Saved entries:
====

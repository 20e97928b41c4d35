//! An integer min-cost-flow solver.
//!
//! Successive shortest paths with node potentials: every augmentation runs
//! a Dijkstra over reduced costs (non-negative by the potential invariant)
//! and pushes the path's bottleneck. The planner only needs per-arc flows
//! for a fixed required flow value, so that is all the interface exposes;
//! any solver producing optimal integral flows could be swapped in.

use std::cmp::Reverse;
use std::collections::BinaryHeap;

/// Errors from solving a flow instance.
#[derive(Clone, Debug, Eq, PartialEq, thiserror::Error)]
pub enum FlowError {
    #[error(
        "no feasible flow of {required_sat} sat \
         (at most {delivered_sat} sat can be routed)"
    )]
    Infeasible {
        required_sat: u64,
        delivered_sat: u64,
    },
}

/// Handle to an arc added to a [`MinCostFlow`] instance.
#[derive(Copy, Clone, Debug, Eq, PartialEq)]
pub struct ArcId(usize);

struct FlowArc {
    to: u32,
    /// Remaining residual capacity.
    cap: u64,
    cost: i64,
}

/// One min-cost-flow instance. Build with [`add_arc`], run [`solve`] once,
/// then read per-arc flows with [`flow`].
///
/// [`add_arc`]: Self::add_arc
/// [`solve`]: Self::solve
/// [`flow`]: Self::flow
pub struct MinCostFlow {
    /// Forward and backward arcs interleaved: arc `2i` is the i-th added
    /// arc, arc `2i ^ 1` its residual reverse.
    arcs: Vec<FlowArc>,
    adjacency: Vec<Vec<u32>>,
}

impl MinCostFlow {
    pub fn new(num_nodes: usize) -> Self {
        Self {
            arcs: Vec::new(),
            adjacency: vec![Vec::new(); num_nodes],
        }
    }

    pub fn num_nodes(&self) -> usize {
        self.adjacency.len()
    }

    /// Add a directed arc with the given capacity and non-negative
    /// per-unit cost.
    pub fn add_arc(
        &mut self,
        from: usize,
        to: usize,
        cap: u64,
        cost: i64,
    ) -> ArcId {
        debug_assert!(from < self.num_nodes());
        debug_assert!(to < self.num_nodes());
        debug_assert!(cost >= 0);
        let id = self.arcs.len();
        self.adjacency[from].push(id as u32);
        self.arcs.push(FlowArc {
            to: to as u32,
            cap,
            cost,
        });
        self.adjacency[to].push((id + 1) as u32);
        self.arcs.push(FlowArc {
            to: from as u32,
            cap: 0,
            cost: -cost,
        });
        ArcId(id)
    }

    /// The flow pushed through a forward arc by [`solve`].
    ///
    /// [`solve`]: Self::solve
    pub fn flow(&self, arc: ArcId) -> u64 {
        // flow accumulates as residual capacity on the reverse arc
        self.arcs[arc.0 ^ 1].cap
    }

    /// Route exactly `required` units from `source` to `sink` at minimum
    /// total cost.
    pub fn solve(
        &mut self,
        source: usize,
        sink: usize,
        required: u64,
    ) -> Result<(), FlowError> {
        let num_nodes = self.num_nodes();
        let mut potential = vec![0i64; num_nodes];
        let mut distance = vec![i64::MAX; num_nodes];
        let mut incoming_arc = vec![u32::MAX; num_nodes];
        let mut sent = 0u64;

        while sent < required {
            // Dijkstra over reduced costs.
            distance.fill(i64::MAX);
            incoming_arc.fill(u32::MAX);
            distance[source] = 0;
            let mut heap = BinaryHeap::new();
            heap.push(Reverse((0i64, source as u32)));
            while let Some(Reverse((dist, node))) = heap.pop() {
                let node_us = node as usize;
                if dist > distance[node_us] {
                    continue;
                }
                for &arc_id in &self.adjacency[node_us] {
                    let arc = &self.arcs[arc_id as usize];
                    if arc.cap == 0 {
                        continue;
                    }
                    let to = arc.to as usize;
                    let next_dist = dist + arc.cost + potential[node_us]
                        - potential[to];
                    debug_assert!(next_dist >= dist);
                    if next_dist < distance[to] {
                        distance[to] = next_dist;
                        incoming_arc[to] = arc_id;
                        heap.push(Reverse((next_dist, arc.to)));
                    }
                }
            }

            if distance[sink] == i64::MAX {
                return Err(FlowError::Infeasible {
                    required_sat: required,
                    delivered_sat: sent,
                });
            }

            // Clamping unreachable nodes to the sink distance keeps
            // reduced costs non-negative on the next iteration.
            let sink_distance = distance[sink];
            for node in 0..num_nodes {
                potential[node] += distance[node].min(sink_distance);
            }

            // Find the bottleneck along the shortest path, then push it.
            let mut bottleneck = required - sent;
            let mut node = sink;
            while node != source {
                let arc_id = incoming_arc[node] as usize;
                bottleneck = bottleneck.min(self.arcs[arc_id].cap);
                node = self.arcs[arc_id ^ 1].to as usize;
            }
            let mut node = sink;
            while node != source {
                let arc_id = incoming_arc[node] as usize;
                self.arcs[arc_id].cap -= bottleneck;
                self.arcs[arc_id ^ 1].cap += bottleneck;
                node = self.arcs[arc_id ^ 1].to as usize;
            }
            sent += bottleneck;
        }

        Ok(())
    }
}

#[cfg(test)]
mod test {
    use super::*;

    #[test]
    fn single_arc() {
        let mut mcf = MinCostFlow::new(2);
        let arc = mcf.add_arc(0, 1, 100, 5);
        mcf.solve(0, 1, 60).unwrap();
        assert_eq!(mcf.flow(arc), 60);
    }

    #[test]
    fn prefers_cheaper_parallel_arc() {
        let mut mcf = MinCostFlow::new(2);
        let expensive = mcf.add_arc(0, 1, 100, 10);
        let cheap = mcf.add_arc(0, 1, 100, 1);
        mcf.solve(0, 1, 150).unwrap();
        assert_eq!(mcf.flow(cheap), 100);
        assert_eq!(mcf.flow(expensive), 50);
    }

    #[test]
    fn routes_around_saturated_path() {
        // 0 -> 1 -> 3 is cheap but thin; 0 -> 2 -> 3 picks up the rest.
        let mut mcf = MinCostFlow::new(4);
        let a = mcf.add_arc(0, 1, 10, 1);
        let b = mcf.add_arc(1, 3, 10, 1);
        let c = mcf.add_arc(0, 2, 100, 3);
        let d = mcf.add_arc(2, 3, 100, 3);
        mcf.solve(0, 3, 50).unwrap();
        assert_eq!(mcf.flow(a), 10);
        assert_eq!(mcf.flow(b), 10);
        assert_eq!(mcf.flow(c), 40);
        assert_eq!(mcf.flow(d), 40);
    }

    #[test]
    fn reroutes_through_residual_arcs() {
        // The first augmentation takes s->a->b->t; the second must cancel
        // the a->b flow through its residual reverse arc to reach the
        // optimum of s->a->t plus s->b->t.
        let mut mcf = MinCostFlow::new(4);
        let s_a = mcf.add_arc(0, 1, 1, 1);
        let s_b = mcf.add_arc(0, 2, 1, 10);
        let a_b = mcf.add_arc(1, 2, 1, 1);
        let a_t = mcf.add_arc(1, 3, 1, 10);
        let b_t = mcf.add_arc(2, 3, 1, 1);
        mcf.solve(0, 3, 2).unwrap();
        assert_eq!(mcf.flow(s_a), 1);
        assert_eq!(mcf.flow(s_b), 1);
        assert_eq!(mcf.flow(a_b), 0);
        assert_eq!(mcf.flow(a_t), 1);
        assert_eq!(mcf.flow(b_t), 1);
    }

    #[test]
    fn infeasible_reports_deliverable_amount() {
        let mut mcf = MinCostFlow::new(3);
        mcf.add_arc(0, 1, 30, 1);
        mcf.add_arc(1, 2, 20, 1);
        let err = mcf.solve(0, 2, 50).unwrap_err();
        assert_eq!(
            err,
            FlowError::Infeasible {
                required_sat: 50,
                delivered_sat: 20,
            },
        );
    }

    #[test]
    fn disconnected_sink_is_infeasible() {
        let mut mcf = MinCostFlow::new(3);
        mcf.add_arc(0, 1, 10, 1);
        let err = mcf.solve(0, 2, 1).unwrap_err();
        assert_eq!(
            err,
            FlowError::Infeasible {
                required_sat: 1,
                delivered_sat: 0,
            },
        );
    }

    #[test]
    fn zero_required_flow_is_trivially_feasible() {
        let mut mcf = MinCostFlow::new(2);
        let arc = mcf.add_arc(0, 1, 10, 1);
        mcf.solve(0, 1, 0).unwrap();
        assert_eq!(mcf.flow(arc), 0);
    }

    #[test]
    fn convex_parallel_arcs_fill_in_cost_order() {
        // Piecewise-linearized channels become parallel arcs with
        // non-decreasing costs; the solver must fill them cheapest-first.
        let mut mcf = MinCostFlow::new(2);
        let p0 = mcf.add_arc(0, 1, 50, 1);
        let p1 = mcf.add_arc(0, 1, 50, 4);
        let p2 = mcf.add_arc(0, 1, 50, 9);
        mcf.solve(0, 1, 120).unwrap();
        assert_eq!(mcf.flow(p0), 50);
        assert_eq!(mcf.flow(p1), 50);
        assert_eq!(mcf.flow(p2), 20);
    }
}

====

__Instructions to follow__:
Say how many lines in the entries include the string "distance", and write nothing besides that number.

__Problem solution__:
10